Sorty looked up to heaven, saying, “Lord, I done give birth to a pure-dee fool!” Lily sighed, but said nothing. Looking in her glass, Sorty continued, “All my children’s almost gone!” She took a swallow, looked at Lily, and said, “Two children left and one done lost her mind!”
Sadly, Lily looked at her mother, saying, “Their way was clear when they were born; their exit almost came with their entrance into this world.”
Sorty looked at her, snapping, “You damn right! You right, but you ain’t good-lookin at all, and you the one that have a home and a future with security. And you gettin ready to be a fool! If you was smart, you’ud keep Maddy. He’s your last chance! And he ain’t gonna help me with my rent no more! What you gonna do bout that!?”
Lily sat on the edge of a chair, saying, “Why don’t you go to work for him, Mama? He needs a helper.”
Sorty snorted, “You his helper! Lily Bea, you ain’t bein no fool and doin nothin that would make Maddy really quit you, and throw you back home, here on me, are you? You are Maddy’s true wife! Before God and everybody! You his wife!”
“Well, I have decided to be my own wife, my own everything.”
“You a selfish bastard, Lily.”
Lily sighed, saying, “You know, Mama, when I was young I had a little flame in me. I wanted to do something with my life, but you took that flame, burned me with it until I burned down to ashes. Now you want me to stay where you put me, for your advantage, until I’m only a little pile of ashes. I’m trying to get that flame back. I don’t want to be just ashes.” She stood up as she continued, “I want to give you an address; if you drop a note to me, I will call you.”
“Call me!? What good that gonna do me? Who gonna help me with some money? Who you goin to work for anyway?”
“That is not important.”
Sorty laughed an ugly laugh. “Yes, ma’am, it is! Who gon help me? Is it that white man who pretendin he like you? And lettin you run over other people’s lives? He teachin you to be white?”
“It’s a job, Mama, that’s all.”
“Then why can’t I know where it’s at?”
“There is nothing there for you. I don’t want you coming there.”
“You shamed of me?”
“No more than you are of me.”
Sorty took another swallow. “I never been shamed of you. Are you goin to help me? From your new job?”
“I’ll have to see what I need first.”
“You put yourself before me? Your mother?”
“Mama, I have learned that seems to be the way things go with you.”
Sorty sighed.
Lily turned to go. “I’m going. You’ll hear from me, Mama.”

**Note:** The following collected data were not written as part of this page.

// Transactions move value with the UTXO model: inputs consume earlier outputs,
// outputs credit addresses. Addresses are plain strings and an input is authorized
// when its unlock proof equals the owner of the output it references.

use crate::error::{LedgerError, Result};
use crate::storage::UTXOSet;
use crate::utils::{deserialize, serialize, sha256_digest};
use data_encoding::HEXLOWER;
use log::debug;
use serde::{Deserialize, Serialize};

/// Value credited to the genesis address.
pub const SUBSIDY: u64 = 100;

/// Output index carried by the single coinbase input.
pub const COINBASE_OUTPUT_INDEX: i64 = -1;

#[derive(
    Debug, Clone, Default, PartialEq, Eq, Serialize, Deserialize, bincode::Encode, bincode::Decode,
)]
pub struct TXInput {
    referenced_tx_id: Vec<u8>,
    output_index: i64,
    unlock_proof: String,
}

impl TXInput {
    pub fn new(referenced_tx_id: &[u8], output_index: i64, unlock_proof: &str) -> TXInput {
        TXInput {
            referenced_tx_id: referenced_tx_id.to_vec(),
            output_index,
            unlock_proof: unlock_proof.to_string(),
        }
    }

    pub fn get_txid(&self) -> &[u8] {
        self.referenced_tx_id.as_slice()
    }

    pub fn get_vout(&self) -> i64 {
        self.output_index
    }

    pub fn get_unlock_proof(&self) -> &str {
        self.unlock_proof.as_str()
    }

    pub fn can_unlock(&self, address: &str) -> bool {
        self.unlock_proof == address
    }
}

#[derive(
    Debug, Clone, PartialEq, Eq, Serialize, Deserialize, bincode::Encode, bincode::Decode,
)]
pub struct TXOutput {
    value: u64,
    owner: String,
}

impl TXOutput {
    pub fn new(value: u64, owner: &str) -> TXOutput {
        TXOutput {
            value,
            owner: owner.to_string(),
        }
    }

    pub fn get_value(&self) -> u64 {
        self.value
    }

    pub fn get_owner(&self) -> &str {
        self.owner.as_str()
    }

    pub fn is_locked_with_key(&self, address: &str) -> bool {
        self.owner == address
    }
}

#[derive(
    Debug, Clone, Default, PartialEq, Eq, Serialize, Deserialize, bincode::Encode, bincode::Decode,
)]
pub struct Transaction {
    id: Vec<u8>,
    vin: Vec<TXInput>,
    vout: Vec<TXOutput>,
}

impl Transaction {
    /// Coinbase paying [`SUBSIDY`] to `to`. An empty memo becomes `"Coins to <to>"`.
    pub fn new_coinbase_tx(to: &str, memo: &str) -> Result<Transaction> {
        let memo = if memo.is_empty() {
            format!("Coins to {to}")
        } else {
            memo.to_string()
        };
        let tx_input = TXInput::new(&[], COINBASE_OUTPUT_INDEX, &memo);
        let txout = TXOutput::new(SUBSIDY, to);

        Transaction::from_parts(vec![tx_input], vec![txout])
    }

    /// Transfer `amount` from `from` to `to`, spending outputs in the order the
    /// scanner discovers them and returning any surplus to `from` as change.
    pub fn new_utxo_transaction(
        from: &str,
        to: &str,
        amount: u64,
        utxo_set: &UTXOSet,
    ) -> Result<Transaction> {
        if amount == 0 {
            return Err(LedgerError::InvalidTransaction(
                "Amount must be positive".to_string(),
            ));
        }

        let (accumulated, valid_outputs) = utxo_set.find_spendable_outputs(from, amount)?;
        if accumulated < amount {
            return Err(LedgerError::InsufficientFunds {
                required: amount,
                available: accumulated,
            });
        }

        let mut inputs = vec![];
        for (txid_hex, outs) in valid_outputs {
            let txid = HEXLOWER.decode(txid_hex.as_bytes()).map_err(|e| {
                LedgerError::InvalidTransaction(format!("Invalid transaction ID: {e}"))
            })?;
            for out in outs {
                let vout = i64::try_from(out).map_err(|_| {
                    LedgerError::InvalidTransaction(format!("Output index {out} out of range"))
                })?;
                inputs.push(TXInput::new(&txid, vout, from));
            }
        }

        let mut outputs = vec![TXOutput::new(amount, to)];
        if accumulated > amount {
            outputs.push(TXOutput::new(accumulated - amount, from)); // change
        }

        debug!(
            "Built transfer of {amount} from {from} to {to} using {} inputs",
            inputs.len()
        );
        Transaction::from_parts(inputs, outputs)
    }

    /// Assemble a transaction and assign its id.
    pub fn from_parts(vin: Vec<TXInput>, vout: Vec<TXOutput>) -> Result<Transaction> {
        let mut tx = Transaction {
            id: vec![],
            vin,
            vout,
        };
        tx.id = tx.hash()?;
        Ok(tx)
    }

    pub fn is_coinbase(&self) -> bool {
        self.vin.len() == 1
            && self.vin[0].referenced_tx_id.is_empty()
            && self.vin[0].output_index == COINBASE_OUTPUT_INDEX
    }

    /// SHA-256 of the canonical encoding with the id left empty.
    pub fn hash(&self) -> Result<Vec<u8>> {
        let tx_copy = Transaction {
            id: vec![],
            vin: self.vin.clone(),
            vout: self.vout.clone(),
        };
        Ok(sha256_digest(&tx_copy.serialize()?))
    }

    pub fn get_id(&self) -> &[u8] {
        self.id.as_slice()
    }

    pub fn get_id_hex(&self) -> String {
        HEXLOWER.encode(&self.id)
    }

    pub fn get_vin(&self) -> &[TXInput] {
        self.vin.as_slice()
    }

    pub fn get_vout(&self) -> &[TXOutput] {
        self.vout.as_slice()
    }

    pub fn get_output_value(&self) -> Result<u64> {
        let mut total = 0u64;
        for vout in &self.vout {
            total = total.checked_add(vout.get_value()).ok_or_else(|| {
                LedgerError::InvalidTransaction("Output value overflow".to_string())
            })?;
        }
        Ok(total)
    }

    pub fn serialize(&self) -> Result<Vec<u8>> {
        serialize(self)
    }

    pub fn deserialize(bytes: &[u8]) -> Result<Transaction> {
        deserialize(bytes)
    }
}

“Well, bring me, or send me, some money. And remember, I love you; you my chile. You can always count on me. That’s why you know I’m tellin you the truth when I tell you to stay with that good man you got. I didn’t have to worry bout my rent; he’ll change now.”
As Lily Bea went out her mother’s door, she said, “You know, Mama, you can have him. I wouldn’t mind at all. At least, go to work for him. I don’t know when I’ll have some way to give you your rent.” She looked at her watch. “I have to go now. I’m late.”
Sorty, ever alert, asked, “You drivin a car? Whose car?”
Lily started closing the door behind her. “You take care yourself, Mama; I’ll take care of myself.”
Sorty hollered at her, “You a ungrateful bastard!”
Just before Lily closed the door, she said, “I may be a bastard, Mama.” The door shut, Lily was gone.
Sorty upended her glass as she watched Lily walk away. “That bast— that bitch got a car!” Sorty had never had a car. She fixed a fresh drink (she always had money for that), sat down in a worn chair, staring at the door through which her rent, and help, had gone. She didn’t rock, she just stared and stared at that space. She was trying to think of a new way. A new way to live.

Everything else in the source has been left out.